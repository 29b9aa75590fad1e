//! Sectioned field writer: alternating header/body child blocks.
//!
//! The structured summary field renders as a fixed sequence of
//! header/body pairs: child `2i` carries the section title, child `2i + 1`
//! the section content. The layout is positional, not searched for, so the
//! cardinality is validated before anything is written.

use super::writer::{Seed, SlideWriter};
use crate::common::{Error, Result};
use crate::html::HtmlElement;
use crate::slide::{FormattedSlot, Paragraph, TextRun};

/// Number of header/body sections in the structured summary field.
pub const SUMMARY_SECTIONS: usize = 4;

impl SlideWriter {
    /// Write a field made of alternating header/body children into a
    /// free-form region.
    ///
    /// Section headers are written bold on paragraphs inheriting the slot's
    /// seed formatting; each section body gets a dedicated seed paragraph
    /// and is converted with the free-form policy.
    ///
    /// # Errors
    ///
    /// Returns [`Error::SectionMismatch`] — before any mutation — when the
    /// root holds fewer than `2 × sections` child elements. Children beyond
    /// that count are ignored.
    pub fn write_section_pairs(
        &mut self,
        root: &HtmlElement,
        slot: &mut FormattedSlot<'_>,
        sections: usize,
    ) -> Result<()> {
        let children: Vec<&HtmlElement> = root.child_elements().collect();
        let expected = sections * 2;
        if children.len() < expected {
            return Err(Error::SectionMismatch {
                expected,
                got: children.len(),
            });
        }

        let seed = Seed {
            run: slot.seed_run_format(),
            paragraph: slot.seed_paragraph_format(),
        };

        let body = slot.body_mut();
        body.clear();

        for section in 0..sections {
            let header = children[2 * section].text();
            let mut format = seed.run.clone();
            format.bold = true;

            let mut heading = Paragraph::new(seed.paragraph.clone());
            heading.set_bullet(false);
            heading.append_run(TextRun::new(header, format));
            body.push_paragraph(heading);

            // Dedicated seed paragraph for the section content
            let mut content = Paragraph::new(seed.paragraph.clone());
            content.append_run(TextRun::new("", seed.run.clone()));
            body.push_paragraph(content);
            let index = body.len() - 1;

            self.write_node(children[2 * section + 1], body, index, &seed, true, false);
        }

        Ok(())
    }
}
//! Named template regions and the slide that owns them.

use super::table::Table;
use super::text::TextBody;

/// Content held by a named region: free-form text or a fixed grid.
#[derive(Debug, Clone)]
pub enum ShapeContent {
    Text(TextBody),
    Table(Table),
}

/// A named region of the slide template.
///
/// The name is a string identity baked into the template by its designer;
/// the exporter routes record data by it.
#[derive(Debug, Clone)]
pub struct Shape {
    name: String,
    content: ShapeContent,
}

impl Shape {
    /// Create a text region.
    pub fn text(name: impl Into<String>, body: TextBody) -> Self {
        Self {
            name: name.into(),
            content: ShapeContent::Text(body),
        }
    }

    /// Create a table region.
    pub fn table(name: impl Into<String>, table: Table) -> Self {
        Self {
            name: name.into(),
            content: ShapeContent::Table(table),
        }
    }

    /// Declared region name.
    pub fn name(&self) -> &str {
        &self.name
    }

    /// The region's content.
    pub fn content(&self) -> &ShapeContent {
        &self.content
    }

    /// The text body, if this is a text region.
    pub fn text_body(&self) -> Option<&TextBody> {
        match &self.content {
            ShapeContent::Text(body) => Some(body),
            ShapeContent::Table(_) => None,
        }
    }

    /// Mutable text body, if this is a text region.
    pub fn text_body_mut(&mut self) -> Option<&mut TextBody> {
        match &mut self.content {
            ShapeContent::Text(body) => Some(body),
            ShapeContent::Table(_) => None,
        }
    }

    /// The table, if this is a table region.
    pub fn as_table(&self) -> Option<&Table> {
        match &self.content {
            ShapeContent::Text(_) => None,
            ShapeContent::Table(table) => Some(table),
        }
    }

    /// Mutable table, if this is a table region.
    pub fn as_table_mut(&mut self) -> Option<&mut Table> {
        match &mut self.content {
            ShapeContent::Text(_) => None,
            ShapeContent::Table(table) => Some(table),
        }
    }
}

/// The in-memory model of the single template slide.
#[derive(Debug, Clone, Default)]
pub struct Slide {
    shapes: Vec<Shape>,
}

impl Slide {
    /// Create a slide with no regions.
    pub fn new() -> Self {
        Self::default()
    }

    /// Append a region in template order.
    pub fn push_shape(&mut self, shape: Shape) {
        self.shapes.push(shape);
    }

    /// Regions in template order.
    pub fn shapes(&self) -> &[Shape] {
        &self.shapes
    }

    /// Mutable regions in template order.
    pub fn shapes_mut(&mut self) -> &mut [Shape] {
        &mut self.shapes
    }

    /// Look a region up by its declared name.
    pub fn shape_by_name(&self, name: &str) -> Option<&Shape> {
        self.shapes.iter().find(|shape| shape.name() == name)
    }
}

#[cfg(test)]
mod tests {
    use super::*;
    use crate::slide::text::TextRun;

    #[test]
    fn test_shape_kind_accessors() {
        let text = Shape::text("Key Placeholder", TextBody::seeded(TextRun::plain("KEY-1")));
        assert!(text.text_body().is_some());
        assert!(text.as_table().is_none());

        let table = Shape::table("Milestone Table", Table::seeded(2, 3, &TextRun::plain("")));
        assert!(table.as_table().is_some());
        assert!(table.text_body().is_none());
    }

    #[test]
    fn test_shape_lookup_by_name() {
        let mut slide = Slide::new();
        slide.push_shape(Shape::text("Date Placeholder", TextBody::new()));
        assert!(slide.shape_by_name("Date Placeholder").is_some());
        assert!(slide.shape_by_name("date placeholder").is_none());
    }
}
use aho_corasick::{AhoCorasick, MatchKind};
use once_cell::sync::Lazy;

// Use LeftmostLongest to ensure longer entities are matched first (e.g., &amp; instead of a bare &)
static ENTITY_DECODER: Lazy<AhoCorasick> = Lazy::new(|| {
    AhoCorasick::builder()
        .match_kind(MatchKind::LeftmostLongest)
        .build(["&amp;", "&lt;", "&gt;", "&quot;", "&apos;", "&nbsp;"])
        .expect("Failed to build entity decoder")
});

/// Decode the named entities the field renderer emits into text nodes.
///
/// Unknown or malformed entities are left unchanged.
///
/// # Examples
///
/// ```
/// use longan::common::entities::decode_entities;
/// assert_eq!(decode_entities("R&amp;D &lt;lead&gt;"), "R&D <lead>");
/// assert_eq!(decode_entities("a&nbsp;b"), "a\u{a0}b");
/// assert_eq!(decode_entities("&invalid;"), "&invalid;"); // unknown entity
/// ```
#[inline]
pub fn decode_entities(s: &str) -> String {
    ENTITY_DECODER.replace_all(s, &["&", "<", ">", "\"", "'", "\u{a0}"])
}

/// Resolve a bare general-entity name (the part between `&` and `;`).
///
/// Handles the five predefined XML entities, `nbsp`, and decimal or
/// hexadecimal character references. Returns `None` for anything else.
pub fn resolve_entity(name: &str) -> Option<char> {
    match name {
        "amp" => Some('&'),
        "lt" => Some('<'),
        "gt" => Some('>'),
        "quot" => Some('"'),
        "apos" => Some('\''),
        "nbsp" => Some('\u{a0}'),
        _ => {
            let digits = name.strip_prefix('#')?;
            let code = match digits.strip_prefix('x').or_else(|| digits.strip_prefix('X')) {
                Some(hex) => u32::from_str_radix(hex, 16).ok()?,
                None => digits.parse::<u32>().ok()?,
            };
            char::from_u32(code)
        },
    }
}

#[cfg(test)]
mod tests {
    use super::*;

    #[test]
    fn test_decode_matches_longest_entity_first() {
        assert_eq!(decode_entities("&amp;lt;"), "&lt;");
    }

    #[test]
    fn test_resolve_named_and_numeric() {
        assert_eq!(resolve_entity("amp"), Some('&'));
        assert_eq!(resolve_entity("nbsp"), Some('\u{a0}'));
        assert_eq!(resolve_entity("#38"), Some('&'));
        assert_eq!(resolve_entity("#x26"), Some('&'));
        assert_eq!(resolve_entity("bogus"), None);
    }
}
//! Node types for the constrained markup tree.
//!
//! The tree covers only the closed tag vocabulary the field renderer
//! produces. Anything else is preserved as [`Tag::Unknown`] so the
//! converter can apply its unsupported-tag policy instead of the parser
//! guessing.

/// Recognized tag vocabulary.
///
/// `b` maps to [`Tag::Bold`]; both `i` and `em` map to [`Tag::Italic`].
/// The table tags are consumed only by the bounded row mapper, never by the
/// paragraph converter.
#[derive(Debug, Clone, Copy, PartialEq, Eq)]
pub enum Tag {
    Body,
    Div,
    P,
    Ul,
    Li,
    Bold,
    Italic,
    Table,
    TBody,
    THead,
    Tr,
    Td,
    Th,
    Unknown,
}

impl Tag {
    /// Map a lowercase tag name onto the vocabulary.
    pub fn from_name(name: &str) -> Self {
        match name {
            "body" => Tag::Body,
            "div" => Tag::Div,
            "p" => Tag::P,
            "ul" => Tag::Ul,
            "li" => Tag::Li,
            "b" => Tag::Bold,
            "i" | "em" => Tag::Italic,
            "table" => Tag::Table,
            "tbody" => Tag::TBody,
            "thead" => Tag::THead,
            "tr" => Tag::Tr,
            "td" => Tag::Td,
            "th" => Tag::Th,
            _ => Tag::Unknown,
        }
    }
}

/// A node in the markup tree: an element or a text node.
#[derive(Debug, Clone)]
pub enum HtmlNode {
    Element(HtmlElement),
    Text(String),
}

impl HtmlNode {
    /// The element behind this node, if it is one.
    pub fn as_element(&self) -> Option<&HtmlElement> {
        match self {
            HtmlNode::Element(element) => Some(element),
            HtmlNode::Text(_) => None,
        }
    }

    /// The text behind this node, if it is a text node.
    pub fn as_text(&self) -> Option<&str> {
        match self {
            HtmlNode::Element(_) => None,
            HtmlNode::Text(text) => Some(text),
        }
    }
}

/// An element with its ordered child nodes.
///
/// The original tag name is kept alongside the resolved [`Tag`] so
/// unsupported tags can be reported by name.
#[derive(Debug, Clone)]
pub struct HtmlElement {
    name: String,
    tag: Tag,
    children: Vec<HtmlNode>,
}

impl HtmlElement {
    /// Create an element with no children.
    pub fn new(name: impl Into<String>) -> Self {
        let name = name.into();
        let tag = Tag::from_name(&name);
        Self {
            name,
            tag,
            children: Vec::new(),
        }
    }

    /// Original tag name as it appeared in the markup.
    pub fn name(&self) -> &str {
        &self.name
    }

    /// Resolved vocabulary tag.
    pub fn tag(&self) -> Tag {
        self.tag
    }

    /// Append a child node. Adjacent text nodes are merged.
    pub fn push_node(&mut self, node: HtmlNode) {
        if let HtmlNode::Text(text) = &node
            && let Some(HtmlNode::Text(last)) = self.children.last_mut()
        {
            last.push_str(text);
            return;
        }
        self.children.push(node);
    }

    /// Builder-style child element append.
    pub fn with_child(mut self, child: HtmlElement) -> Self {
        self.push_node(HtmlNode::Element(child));
        self
    }

    /// Builder-style text node append.
    pub fn with_text(mut self, text: impl Into<String>) -> Self {
        self.push_node(HtmlNode::Text(text.into()));
        self
    }

    /// All child nodes, in document order.
    pub fn nodes(&self) -> &[HtmlNode] {
        &self.children
    }

    /// Child elements only, skipping text nodes.
    pub fn child_elements(&self) -> impl Iterator<Item = &HtmlElement> {
        self.children.iter().filter_map(HtmlNode::as_element)
    }

    /// Flattened descendant text with whitespace runs collapsed to single
    /// spaces and the ends trimmed.
    pub fn text(&self) -> String {
        let mut raw = String::new();
        self.collect_text(&mut raw);
        normalize_whitespace(&raw)
    }

    fn collect_text(&self, out: &mut String) {
        for child in &self.children {
            match child {
                HtmlNode::Text(text) => out.push_str(text),
                HtmlNode::Element(element) => element.collect_text(out),
            }
        }
    }

    /// Depth-first search for the first descendant with the given tag.
    pub fn find_first(&self, tag: Tag) -> Option<&HtmlElement> {
        for child in self.child_elements() {
            if child.tag == tag {
                return Some(child);
            }
            if let Some(found) = child.find_first(tag) {
                return Some(found);
            }
        }
        None
    }
}

fn normalize_whitespace(raw: &str) -> String {
    let mut out = String::with_capacity(raw.len());
    let mut in_whitespace = false;
    for ch in raw.chars() {
        if ch.is_whitespace() {
            in_whitespace = true;
            continue;
        }
        if in_whitespace && !out.is_empty() {
            out.push(' ');
        }
        in_whitespace = false;
        out.push(ch);
    }
    out
}

#[cfg(test)]
mod tests {
    use super::*;

    #[test]
    fn test_tag_vocabulary() {
        assert_eq!(Tag::from_name("p"), Tag::P);
        assert_eq!(Tag::from_name("i"), Tag::Italic);
        assert_eq!(Tag::from_name("em"), Tag::Italic);
        assert_eq!(Tag::from_name("blink"), Tag::Unknown);
    }

    #[test]
    fn test_flattened_text_is_normalized() {
        let element = HtmlElement::new("p")
            .with_child(HtmlElement::new("b").with_text("Hi"))
            .with_text("   there \n ");
        assert_eq!(element.text(), "Hi there");
    }

    #[test]
    fn test_adjacent_text_nodes_merge() {
        let element = HtmlElement::new("p").with_text("a").with_text("b");
        assert_eq!(element.nodes().len(), 1);
        assert_eq!(element.nodes()[0].as_text(), Some("ab"));
    }

    #[test]
    fn test_find_first_descends() {
        let root = HtmlElement::new("div")
            .with_child(HtmlElement::new("div").with_child(HtmlElement::new("table")));
        assert!(root.find_first(Tag::Table).is_some());
        assert!(root.find_first(Tag::Ul).is_none());
    }
}
//! Tag-dispatched conversion of markup trees onto template slots.
//!
//! Every write reuses the formatting already present in the slot instead of
//! specifying its own. Two policies exist, chosen by the call site:
//! free-form regions rebuild paragraph runs so inline marks survive
//! ([`SlideWriter::write_to_shape`]), grid cells overwrite the single
//! existing run in place ([`SlideWriter::write_to_cell`]).

use crate::common::report::{Report, Signal};
use crate::html::{HtmlElement, HtmlNode, Tag};
use crate::slide::{FontAlign, FormattedSlot, Paragraph, ParagraphFormat, RunFormat, TextAlign, TextBody, TextRun};

/// Template-derived layout applied to appended bullet paragraphs. Fixed at
/// conversion time, never recomputed from content.
const BULLET_LEFT_MARGIN: f64 = 28.5;
const BULLET_INDENT: f64 = -28.5;
const BULLET_SPACE_BEFORE: f64 = 6.0;

/// Seed formatting captured from a slot before it is rewritten.
pub(crate) struct Seed {
    pub run: RunFormat,
    pub paragraph: ParagraphFormat,
}

/// Converts markup trees into pre-formatted slots, collecting the
/// non-fatal signals raised along the way.
///
/// One writer serves one export run; consume it with
/// [`SlideWriter::into_report`] when the run is finished.
pub struct SlideWriter {
    report: Report,
}

impl SlideWriter {
    /// Create a writer with an empty report.
    pub fn new() -> Self {
        Self {
            report: Report::new(),
        }
    }

    /// Signals collected so far.
    pub fn report(&self) -> &Report {
        &self.report
    }

    /// Finish the run and hand the report back.
    pub fn into_report(self) -> Report {
        self.report
    }

    pub(crate) fn record(&mut self, signal: Signal) {
        self.report.record(signal);
    }

    /// Write a markup tree into a free-form text region.
    ///
    /// Inline `b`/`i`/`em` marks are preserved by splitting paragraphs into
    /// separate runs; every run carries the slot's seed formatting with only
    /// the bold/italic flags adjusted.
    pub fn write_to_shape(&mut self, root: &HtmlElement, slot: &mut FormattedSlot<'_>) {
        self.write_html(root, slot, true);
    }

    /// Write a markup tree into one pre-formatted grid cell.
    ///
    /// The cell's single existing run is overwritten in place; inline marks
    /// are flattened into its text.
    pub fn write_to_cell(&mut self, root: &HtmlElement, slot: &mut FormattedSlot<'_>) {
        self.write_html(root, slot, false);
    }

    fn write_html(&mut self, root: &HtmlElement, slot: &mut FormattedSlot<'_>, split_runs: bool) {
        if root.nodes().is_empty() {
            slot.clear();
            self.record(Signal::EmptySource);
            return;
        }

        let seed = Seed {
            run: slot.seed_run_format(),
            paragraph: slot.seed_paragraph_format(),
        };

        // The template contract is one run per seed paragraph; drop any
        // leftovers from an earlier write before dispatching.
        if let Some(first) = slot.body_mut().first_paragraph_mut() {
            first.retain_first_run();
        }

        self.write_node(root, slot.body_mut(), 0, &seed, split_runs, true);
    }

    /// Dispatch one element onto the paragraph at `index`.
    ///
    /// `root` is true only for the outermost call: clearing then applies to
    /// the whole body rather than the current paragraph.
    pub(crate) fn write_node(
        &mut self,
        element: &HtmlElement,
        body: &mut TextBody,
        index: usize,
        seed: &Seed,
        split_runs: bool,
        root: bool,
    ) {
        match element.tag() {
            Tag::P => self.write_paragraph(element, body, index, seed, split_runs),
            Tag::Ul => self.write_bullet_list(element, body, index, seed, root),
            Tag::Body | Tag::Div => {
                self.write_body_or_div(element, body, index, seed, split_runs, root)
            },
            _ => {
                clear_target(body, index, root);
                self.record(Signal::UnsupportedTag {
                    tag: element.name().to_string(),
                });
            },
        }
    }

    fn write_paragraph(
        &mut self,
        element: &HtmlElement,
        body: &mut TextBody,
        index: usize,
        seed: &Seed,
        split_runs: bool,
    ) {
        let Some(paragraph) = body.paragraph_mut(index) else {
            return;
        };

        // The slot may be pre-styled as a bullet list; a `p` never is.
        paragraph.set_bullet(false);

        if split_runs {
            paragraph.clear_runs();
            for node in element.nodes() {
                match node {
                    HtmlNode::Text(text) if !text.is_empty() => {
                        paragraph.append_run(TextRun::new(text.clone(), seed.run.clone()));
                    },
                    HtmlNode::Element(child) => {
                        let text = child.text();
                        if text.is_empty() {
                            continue;
                        }
                        let mut format = seed.run.clone();
                        format.bold = child.tag() == Tag::Bold;
                        format.italic = child.tag() == Tag::Italic;
                        paragraph.append_run(TextRun::new(text, format));
                    },
                    _ => {},
                }
            }
        } else {
            paragraph.retain_first_run();
            match paragraph.first_run_mut() {
                Some(run) => run.set_text(element.text()),
                None => paragraph.append_run(TextRun::new(element.text(), seed.run.clone())),
            }
        }
    }

    /// First item overwrites the existing bullet point's text; every later
    /// item is appended with the inherited-format primitive. This is what
    /// keeps the template's bullet glyph and spacing without re-specifying
    /// them per item.
    fn write_bullet_list(
        &mut self,
        element: &HtmlElement,
        body: &mut TextBody,
        index: usize,
        seed: &Seed,
        root: bool,
    ) {
        let items: Vec<&HtmlElement> = element.child_elements().collect();

        if items.is_empty() {
            clear_target(body, index, root);
            if root {
                self.record(Signal::EmptySource);
            }
            return;
        }

        for (position, item) in items.iter().enumerate() {
            if position == 0 {
                let Some(paragraph) = body.paragraph_mut(index) else {
                    continue;
                };
                paragraph.retain_first_run();
                match paragraph.first_run_mut() {
                    Some(run) => run.set_text(item.text()),
                    None => paragraph.append_run(TextRun::new(item.text(), seed.run.clone())),
                }
            } else {
                let appended = body.append_paragraph(&item.text());
                if let Some(paragraph) = body.paragraph_mut(appended) {
                    style_bullet(paragraph);
                }
            }
        }
    }

    /// A `body` or `div` can hold several block children. Each child but the
    /// last gets a fresh paragraph appended up front, then every child is
    /// recursed into its paragraph.
    fn write_body_or_div(
        &mut self,
        element: &HtmlElement,
        body: &mut TextBody,
        index: usize,
        seed: &Seed,
        split_runs: bool,
        root: bool,
    ) {
        let children: Vec<&HtmlElement> = element.child_elements().collect();

        if children.is_empty() {
            clear_target(body, index, root);
            if root {
                self.record(Signal::EmptySource);
            }
            return;
        }

        let mut current;
        let mut next = index;
        for (position, child) in children.iter().enumerate() {
            current = next;
            if position < children.len() - 1 {
                next = body.append_paragraph(" ");
            }
            self.write_node(child, body, current, seed, split_runs, false);
        }
    }
}

impl Default for SlideWriter {
    fn default() -> Self {
        Self::new()
    }
}

fn clear_target(body: &mut TextBody, index: usize, root: bool) {
    if root {
        body.clear();
    } else if let Some(paragraph) = body.paragraph_mut(index) {
        paragraph.clear_runs();
    }
}

/// Apply the fixed bullet layout to an appended bullet paragraph.
fn style_bullet(paragraph: &mut Paragraph) {
    let format = paragraph.format_mut();
    format.bullet = true;
    format.left_margin = Some(BULLET_LEFT_MARGIN);
    format.indent = Some(BULLET_INDENT);
    format.space_before = Some(BULLET_SPACE_BEFORE);
    format.text_align = Some(TextAlign::Left);
    format.font_align = Some(FontAlign::Top);
}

- _AIM OF THE EXERCISE_
The expected output is exactly the lines of the listing above between the line holding "in the markup." and the line holding "child element append.", inclusive.

- _REPLY TO THE TASK_
    /// Original tag name as it appeared in the markup.
    pub fn name(&self) -> &str {
        &self.name
    }

    /// Resolved vocabulary tag.
    pub fn tag(&self) -> Tag {
        self.tag
    }

    /// Append a child node. Adjacent text nodes are merged.
    pub fn push_node(&mut self, node: HtmlNode) {
        if let HtmlNode::Text(text) = &node
            && let Some(HtmlNode::Text(last)) = self.children.last_mut()
        {
            last.push_str(text);
            return;
        }
        self.children.push(node);
    }

    /// Builder-style child element append.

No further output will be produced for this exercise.